-- Task directions --
Only lines holding "impl" are wanted; copy each of them from the records below.

Stored data entries
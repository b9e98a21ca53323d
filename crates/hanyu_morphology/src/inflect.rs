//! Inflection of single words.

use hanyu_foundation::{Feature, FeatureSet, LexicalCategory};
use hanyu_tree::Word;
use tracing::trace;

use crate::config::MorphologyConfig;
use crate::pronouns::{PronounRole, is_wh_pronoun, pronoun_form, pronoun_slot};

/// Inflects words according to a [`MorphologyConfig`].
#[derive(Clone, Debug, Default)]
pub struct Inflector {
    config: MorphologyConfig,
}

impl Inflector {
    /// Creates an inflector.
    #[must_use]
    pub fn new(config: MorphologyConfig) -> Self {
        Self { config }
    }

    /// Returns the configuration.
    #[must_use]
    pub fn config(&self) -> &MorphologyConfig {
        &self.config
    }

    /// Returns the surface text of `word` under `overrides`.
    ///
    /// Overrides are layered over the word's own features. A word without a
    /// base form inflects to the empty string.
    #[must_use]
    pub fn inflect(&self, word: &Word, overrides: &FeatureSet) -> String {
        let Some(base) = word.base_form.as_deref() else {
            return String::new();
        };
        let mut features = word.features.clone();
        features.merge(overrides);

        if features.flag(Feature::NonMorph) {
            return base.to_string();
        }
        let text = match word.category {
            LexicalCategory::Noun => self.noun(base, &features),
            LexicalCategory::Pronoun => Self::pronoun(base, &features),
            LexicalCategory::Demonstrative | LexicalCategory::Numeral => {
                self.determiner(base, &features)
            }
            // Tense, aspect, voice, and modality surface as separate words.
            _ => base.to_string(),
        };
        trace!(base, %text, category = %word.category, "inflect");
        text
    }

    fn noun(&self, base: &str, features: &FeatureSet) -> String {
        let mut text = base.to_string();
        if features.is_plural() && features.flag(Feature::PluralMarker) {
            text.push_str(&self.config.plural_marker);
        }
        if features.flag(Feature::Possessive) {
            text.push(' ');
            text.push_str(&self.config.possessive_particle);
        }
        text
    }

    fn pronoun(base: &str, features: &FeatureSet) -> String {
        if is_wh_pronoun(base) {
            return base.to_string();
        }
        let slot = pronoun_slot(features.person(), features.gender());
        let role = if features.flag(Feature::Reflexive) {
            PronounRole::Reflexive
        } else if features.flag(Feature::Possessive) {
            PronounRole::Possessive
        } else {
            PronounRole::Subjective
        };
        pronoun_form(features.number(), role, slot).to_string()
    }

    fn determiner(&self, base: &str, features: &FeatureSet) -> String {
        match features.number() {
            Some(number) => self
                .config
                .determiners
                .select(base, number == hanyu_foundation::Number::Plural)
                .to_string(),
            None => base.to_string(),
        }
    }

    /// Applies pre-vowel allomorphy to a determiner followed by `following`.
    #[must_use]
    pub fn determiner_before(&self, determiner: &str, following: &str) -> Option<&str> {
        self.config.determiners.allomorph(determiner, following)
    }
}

--

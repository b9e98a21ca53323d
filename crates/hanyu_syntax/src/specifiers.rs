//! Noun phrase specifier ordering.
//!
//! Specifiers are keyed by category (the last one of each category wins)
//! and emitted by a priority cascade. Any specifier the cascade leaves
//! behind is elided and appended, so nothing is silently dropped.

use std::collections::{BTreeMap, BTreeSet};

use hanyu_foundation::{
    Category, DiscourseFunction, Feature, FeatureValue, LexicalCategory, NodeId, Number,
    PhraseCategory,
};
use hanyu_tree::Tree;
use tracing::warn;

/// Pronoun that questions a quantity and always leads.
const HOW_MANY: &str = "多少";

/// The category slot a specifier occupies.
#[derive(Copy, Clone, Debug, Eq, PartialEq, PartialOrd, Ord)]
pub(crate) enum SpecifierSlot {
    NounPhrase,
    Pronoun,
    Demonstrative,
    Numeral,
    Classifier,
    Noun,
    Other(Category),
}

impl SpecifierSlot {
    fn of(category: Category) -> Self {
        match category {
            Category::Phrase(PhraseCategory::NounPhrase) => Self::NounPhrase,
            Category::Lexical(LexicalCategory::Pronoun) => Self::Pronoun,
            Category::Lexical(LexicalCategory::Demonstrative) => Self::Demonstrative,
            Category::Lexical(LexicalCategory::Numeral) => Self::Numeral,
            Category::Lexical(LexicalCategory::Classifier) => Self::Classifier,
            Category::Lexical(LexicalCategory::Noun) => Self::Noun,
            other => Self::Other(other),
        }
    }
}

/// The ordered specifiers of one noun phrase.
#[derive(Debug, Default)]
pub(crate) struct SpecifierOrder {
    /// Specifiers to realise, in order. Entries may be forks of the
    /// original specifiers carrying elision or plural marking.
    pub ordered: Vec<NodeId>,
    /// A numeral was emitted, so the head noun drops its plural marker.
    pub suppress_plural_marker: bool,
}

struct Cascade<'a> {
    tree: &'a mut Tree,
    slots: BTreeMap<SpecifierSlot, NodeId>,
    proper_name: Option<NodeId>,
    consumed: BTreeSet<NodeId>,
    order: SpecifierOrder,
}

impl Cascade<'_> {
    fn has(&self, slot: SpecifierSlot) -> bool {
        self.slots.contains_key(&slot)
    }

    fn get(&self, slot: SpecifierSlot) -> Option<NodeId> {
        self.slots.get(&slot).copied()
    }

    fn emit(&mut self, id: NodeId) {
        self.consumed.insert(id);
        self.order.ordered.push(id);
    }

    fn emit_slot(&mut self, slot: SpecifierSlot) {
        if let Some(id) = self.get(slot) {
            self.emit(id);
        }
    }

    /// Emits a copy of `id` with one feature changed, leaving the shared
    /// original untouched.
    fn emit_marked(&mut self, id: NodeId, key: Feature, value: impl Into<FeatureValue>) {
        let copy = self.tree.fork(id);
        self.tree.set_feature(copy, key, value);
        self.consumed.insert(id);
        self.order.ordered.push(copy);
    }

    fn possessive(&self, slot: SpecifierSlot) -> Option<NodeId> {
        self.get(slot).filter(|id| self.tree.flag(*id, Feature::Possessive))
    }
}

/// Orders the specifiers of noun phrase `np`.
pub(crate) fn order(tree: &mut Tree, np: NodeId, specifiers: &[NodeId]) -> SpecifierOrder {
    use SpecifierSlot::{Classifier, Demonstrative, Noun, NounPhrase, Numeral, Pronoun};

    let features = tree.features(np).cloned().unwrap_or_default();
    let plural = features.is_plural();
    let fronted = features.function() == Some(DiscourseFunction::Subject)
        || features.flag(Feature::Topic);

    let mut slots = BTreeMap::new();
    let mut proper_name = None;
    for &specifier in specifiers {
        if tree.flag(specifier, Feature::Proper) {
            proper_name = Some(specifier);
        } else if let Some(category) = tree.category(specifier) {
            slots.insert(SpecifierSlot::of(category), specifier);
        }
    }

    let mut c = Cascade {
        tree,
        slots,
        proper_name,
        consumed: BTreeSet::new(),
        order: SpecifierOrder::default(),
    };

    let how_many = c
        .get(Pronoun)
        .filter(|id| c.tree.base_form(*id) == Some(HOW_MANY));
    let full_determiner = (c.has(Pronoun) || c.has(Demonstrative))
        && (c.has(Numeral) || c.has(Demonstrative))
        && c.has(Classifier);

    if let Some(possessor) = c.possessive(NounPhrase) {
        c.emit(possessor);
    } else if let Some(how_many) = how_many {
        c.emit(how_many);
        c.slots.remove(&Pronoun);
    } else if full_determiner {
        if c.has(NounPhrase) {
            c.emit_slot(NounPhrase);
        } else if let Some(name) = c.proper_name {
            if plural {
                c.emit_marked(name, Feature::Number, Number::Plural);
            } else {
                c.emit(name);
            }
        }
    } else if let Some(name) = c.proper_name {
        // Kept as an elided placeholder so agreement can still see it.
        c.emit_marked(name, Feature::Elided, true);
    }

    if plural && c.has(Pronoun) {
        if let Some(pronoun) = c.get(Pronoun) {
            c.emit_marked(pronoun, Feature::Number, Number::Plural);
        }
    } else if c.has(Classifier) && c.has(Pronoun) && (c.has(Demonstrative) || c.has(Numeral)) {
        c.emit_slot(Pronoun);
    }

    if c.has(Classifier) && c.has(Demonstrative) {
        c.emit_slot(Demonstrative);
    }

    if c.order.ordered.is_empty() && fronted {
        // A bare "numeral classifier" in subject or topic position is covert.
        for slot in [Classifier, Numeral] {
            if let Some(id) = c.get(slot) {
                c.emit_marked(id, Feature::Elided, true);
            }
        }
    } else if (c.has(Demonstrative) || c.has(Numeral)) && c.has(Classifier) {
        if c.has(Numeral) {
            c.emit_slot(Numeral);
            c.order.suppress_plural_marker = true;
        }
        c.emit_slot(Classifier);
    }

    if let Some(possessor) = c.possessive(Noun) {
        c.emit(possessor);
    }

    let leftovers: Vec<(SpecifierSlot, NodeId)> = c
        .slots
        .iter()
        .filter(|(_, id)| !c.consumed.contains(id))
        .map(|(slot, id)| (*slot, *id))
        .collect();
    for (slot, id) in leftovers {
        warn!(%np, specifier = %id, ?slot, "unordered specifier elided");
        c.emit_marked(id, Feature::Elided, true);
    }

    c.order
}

-- Answer to this problem --
impl Inflector {
impl SpecifierSlot {
impl Cascade<'_> {
    fn emit_marked(&mut self, id: NodeId, key: Feature, value: impl Into<FeatureValue>) {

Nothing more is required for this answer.